Rudi Lickwood was another comic fully in control of his material and the audience, baring the truth of what parents really feel (violent stuff!).
When The Noise Next Door leap out onto the stage in their party clothes – black with a very bright different coloured tie for each one, they are announcing themselves as a coherent group – you kind of feel you are in safe entertainment hands (unless you are in the front row – but hey, everybody knows the front row is a risky place to sit in a comedy show if you don’t like the limelight).
And this is the core of the show – five blokes who’ll act and sing anything you shout at them, to produce, as that evening, a poodle parlour run by Morris men, a trip to a volcano with the group acting as living props – bicycles, binoculars – online portrayals which you have seen the like of before!
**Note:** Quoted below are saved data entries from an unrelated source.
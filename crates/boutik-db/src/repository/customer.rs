//! # Customer Repository
//!
//! Customers and their side of the credit ledger.
//!
//! ## Credit Balance
//! ```text
//! ┌─────────────────────────────────────────────────────────────────────────┐
//! │  customers.current_credit == Σ sales.amount_remaining                  │
//! │                              WHERE customer_id = c                      │
//! │                                AND payment_status IN (partial, credit) │
//! │                                                                         │
//! │  maintained by:   record_sale()    += amount_remaining  ┐ same         │
//! │                   apply_payment()  -= amount            ┘ transaction  │
//! │                                                                         │
//! │  repaired by:     reconcile_credit()  recompute from the sales rows    │
//! └─────────────────────────────────────────────────────────────────────────┘
//! ```
//!
//! `current_credit` and `total_purchases` are never taken from the form
//! payload; only checkout, payments and reconciliation write them.

use chrono::Utc;
use sqlx::SqlitePool;
use tracing::{debug, info, warn};

use crate::error::{DbError, DbResult};
use crate::repository::sale::SALE_COLUMNS;
use crate::repository::{begin_write, log_rejection, new_id};
use boutik_core::settlement::outstanding_credit;
use boutik_core::validation::{validate_new_customer, validate_search_query};
use boutik_core::{CoreError, Customer, Money, NewCustomer, Sale};

pub(crate) const CUSTOMER_COLUMNS: &str = r#"
    id, tenant_id, name, phone, email, address,
    credit_limit, current_credit, total_purchases,
    created_at, updated_at, sync_version
"#;

#[derive(Debug, Clone)]
pub struct CustomerRepository {
    pool: SqlitePool,
    tenant_id: String,
}

impl CustomerRepository {
    pub fn new(pool: SqlitePool, tenant_id: &str) -> Self {
        CustomerRepository {
            pool,
            tenant_id: tenant_id.to_string(),
        }
    }

    pub async fn insert(&self, new: &NewCustomer) -> DbResult<Customer> {
        validate_new_customer(new)?;

        let now = Utc::now();
        let customer = Customer {
            id: new_id(),
            tenant_id: self.tenant_id.clone(),
            name: new.name.trim().to_string(),
            phone: new.phone.clone(),
            email: new.email.clone(),
            address: new.address.clone(),
            credit_limit: new.credit_limit,
            current_credit: Money::zero(),
            total_purchases: Money::zero(),
            created_at: now,
            updated_at: now,
            sync_version: 0,
        };

        debug!(id = %customer.id, name = %customer.name, "Inserting customer");

        sqlx::query(
            r#"
            INSERT INTO customers (
                id, tenant_id, name, phone, email, address,
                credit_limit, current_credit, total_purchases,
                created_at, updated_at, sync_version
            ) VALUES (?, ?, ?, ?, ?, ?, ?, ?, ?, ?, ?, ?)
            "#,
        )
        .bind(&customer.id)
        .bind(&customer.tenant_id)
        .bind(&customer.name)
        .bind(&customer.phone)
        .bind(&customer.email)
        .bind(&customer.address)
        .bind(customer.credit_limit)
        .bind(customer.current_credit)
        .bind(customer.total_purchases)
        .bind(customer.created_at)
        .bind(customer.updated_at)
        .bind(customer.sync_version)
        .execute(&self.pool)
        .await?;

        Ok(customer)
    }

    pub async fn get_by_id(&self, id: &str) -> DbResult<Option<Customer>> {
        let sql = format!(
            "SELECT {} FROM customers WHERE id = ? AND tenant_id = ?",
            CUSTOMER_COLUMNS
        );
        let customer = sqlx::query_as::<_, Customer>(&sql)
            .bind(id)
            .bind(&self.tenant_id)
            .fetch_optional(&self.pool)
            .await?;

        Ok(customer)
    }

    /// Customers sorted by name, optionally matching `search` on name or
    /// phone.
    pub async fn list(&self, search: Option<&str>) -> DbResult<Vec<Customer>> {
        let search = match search {
            Some(q) => Some(validate_search_query(q)?.to_lowercase()).filter(|q| !q.is_empty()),
            None => None,
        };

        let sql = format!(
            r#"
            SELECT {}
            FROM customers
            WHERE tenant_id = ?1
              AND (?2 IS NULL
                   OR instr(lower(name), ?2) > 0
                   OR instr(COALESCE(phone, ''), ?2) > 0)
            ORDER BY name
            "#,
            CUSTOMER_COLUMNS
        );
        let customers = sqlx::query_as::<_, Customer>(&sql)
            .bind(&self.tenant_id)
            .bind(search)
            .fetch_all(&self.pool)
            .await?;

        Ok(customers)
    }

    /// Customers currently owing money, largest balance first.
    pub async fn list_debtors(&self) -> DbResult<Vec<Customer>> {
        let sql = format!(
            r#"
            SELECT {}
            FROM customers
            WHERE tenant_id = ? AND current_credit > 0
            ORDER BY current_credit DESC, name
            "#,
            CUSTOMER_COLUMNS
        );
        let customers = sqlx::query_as::<_, Customer>(&sql)
            .bind(&self.tenant_id)
            .fetch_all(&self.pool)
            .await?;

        Ok(customers)
    }

    /// Updates contact details and credit limit.
    ///
    /// ## Errors
    /// * `DbError::NotFound` - No such customer for this tenant
    /// * `CoreError::ConcurrentModification` - Stale `expected_version`
    pub async fn update(
        &self,
        id: &str,
        expected_version: i64,
        update: &NewCustomer,
    ) -> DbResult<Customer> {
        validate_new_customer(update)?;
        debug!(id = %id, expected_version, "Updating customer");

        let result = sqlx::query(
            r#"
            UPDATE customers SET
                name = ?,
                phone = ?,
                email = ?,
                address = ?,
                credit_limit = ?,
                updated_at = ?,
                sync_version = sync_version + 1
            WHERE id = ? AND tenant_id = ? AND sync_version = ?
            "#,
        )
        .bind(update.name.trim())
        .bind(&update.phone)
        .bind(&update.email)
        .bind(&update.address)
        .bind(update.credit_limit)
        .bind(Utc::now())
        .bind(id)
        .bind(&self.tenant_id)
        .bind(expected_version)
        .execute(&self.pool)
        .await?;

        if result.rows_affected() == 0 {
            return match self.get_by_id(id).await? {
                Some(_) => Err(DbError::concurrent("Customer", id)),
                None => Err(DbError::not_found("Customer", id)),
            };
        }

        self.get_by_id(id)
            .await?
            .ok_or_else(|| DbError::not_found("Customer", id))
    }

    /// Deletes a customer who owes nothing.
    ///
    /// Their past sales stay, detached from the customer.
    pub async fn delete(&self, id: &str) -> DbResult<()> {
        debug!(id = %id, "Deleting customer");

        let result = sqlx::query(
            "DELETE FROM customers WHERE id = ? AND tenant_id = ? AND current_credit = 0",
        )
        .bind(id)
        .bind(&self.tenant_id)
        .execute(&self.pool)
        .await?;

        if result.rows_affected() == 0 {
            let err = match self.get_by_id(id).await? {
                Some(customer) => DbError::Core(CoreError::OutstandingCredit {
                    customer: customer.name,
                    outstanding: customer.current_credit.minor(),
                }),
                None => DbError::not_found("Customer", id),
            };
            log_rejection("delete_customer", &err);
            return Err(err);
        }

        Ok(())
    }

    /// The customer's partial and credit sales still owing, oldest first.
    pub async fn outstanding_sales(&self, customer_id: &str) -> DbResult<Vec<Sale>> {
        let sql = format!(
            r#"
            SELECT {}
            FROM sales
            WHERE tenant_id = ? AND customer_id = ?
              AND payment_status IN ('partial', 'credit') AND amount_remaining > 0
            ORDER BY created_at, sale_number
            "#,
            SALE_COLUMNS
        );
        let sales = sqlx::query_as::<_, Sale>(&sql)
            .bind(&self.tenant_id)
            .bind(customer_id)
            .fetch_all(&self.pool)
            .await?;

        Ok(sales)
    }

    /// Recomputes `current_credit` from the customer's outstanding sales
    /// and stores it.
    ///
    /// Returns the customer as stored afterwards. A corrected balance is
    /// logged as a warning, since checkout and payments keep it exact.
    pub async fn reconcile_credit(&self, customer_id: &str) -> DbResult<Customer> {
        let mut tx = begin_write(&self.pool).await?;

        let sql = format!(
            "SELECT {} FROM customers WHERE id = ? AND tenant_id = ?",
            CUSTOMER_COLUMNS
        );
        let customer = sqlx::query_as::<_, Customer>(&sql)
            .bind(customer_id)
            .bind(&self.tenant_id)
            .fetch_optional(&mut *tx)
            .await?
            .ok_or_else(|| DbError::not_found("Customer", customer_id))?;

        let sql = format!(
            r#"
            SELECT {}
            FROM sales
            WHERE tenant_id = ? AND customer_id = ?
              AND payment_status IN ('partial', 'credit') AND amount_remaining > 0
            "#,
            SALE_COLUMNS
        );
        let sales = sqlx::query_as::<_, Sale>(&sql)
            .bind(&self.tenant_id)
            .bind(customer_id)
            .fetch_all(&mut *tx)
            .await?;

        let expected = outstanding_credit(&sales);
        if expected == customer.current_credit {
            debug!(id = %customer_id, credit = expected.minor(), "Customer credit consistent");
            tx.commit().await?;
            return Ok(customer);
        }

        warn!(
            id = %customer_id,
            stored = customer.current_credit.minor(),
            expected = expected.minor(),
            "Customer credit drifted, correcting"
        );

        let now = Utc::now();
        sqlx::query(
            r#"
            UPDATE customers
            SET current_credit = ?, updated_at = ?, sync_version = sync_version + 1
            WHERE id = ? AND tenant_id = ?
            "#,
        )
        .bind(expected)
        .bind(now)
        .bind(customer_id)
        .bind(&self.tenant_id)
        .execute(&mut *tx)
        .await?;

        tx.commit().await?;

        info!(id = %customer_id, credit = expected.minor(), "Customer credit reconciled");

        Ok(Customer {
            current_credit: expected,
            updated_at: now,
            sync_version: customer.sync_version + 1,
            ..customer
        })
    }

    pub async fn count(&self) -> DbResult<i64> {
        let count: i64 = sqlx::query_scalar("SELECT COUNT(*) FROM customers WHERE tenant_id = ?")
            .bind(&self.tenant_id)
            .fetch_one(&self.pool)
            .await?;

        Ok(count)
    }
}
The only bit of the show that didn’t quite take off was the mastermind spoof, where one of the troupe had the comics answering questions on their chosen topic . The questions were worked out before, so there was a slightly stilted quality to this and the comics seemed less comfortable with this, never sure whether they were going to deliver the comedy in their answer, or whether the quiz master had the joke up his sleeve.
But that just goes to show how strong their spontaneous and improvised quality is, when they are genuinely in the moment working off the audience and each other, with just that moment generated ideas. The revolving TV channel section was a personal favourite – imagine Come Dine With Me focussed on a badger , a classical music – focused on a badger, a horror move – you get the drift. But as the channels were “swapped” it was a hilarious seeing them pick up the badger in one of its comic guises. They’re absolutely not afraid to “fail” either – as one said to the other as the two of them tried to perform a badger symphony – “You really can’t do classical at all can you?” Very funny and that’s what counts. It’s a good show to see.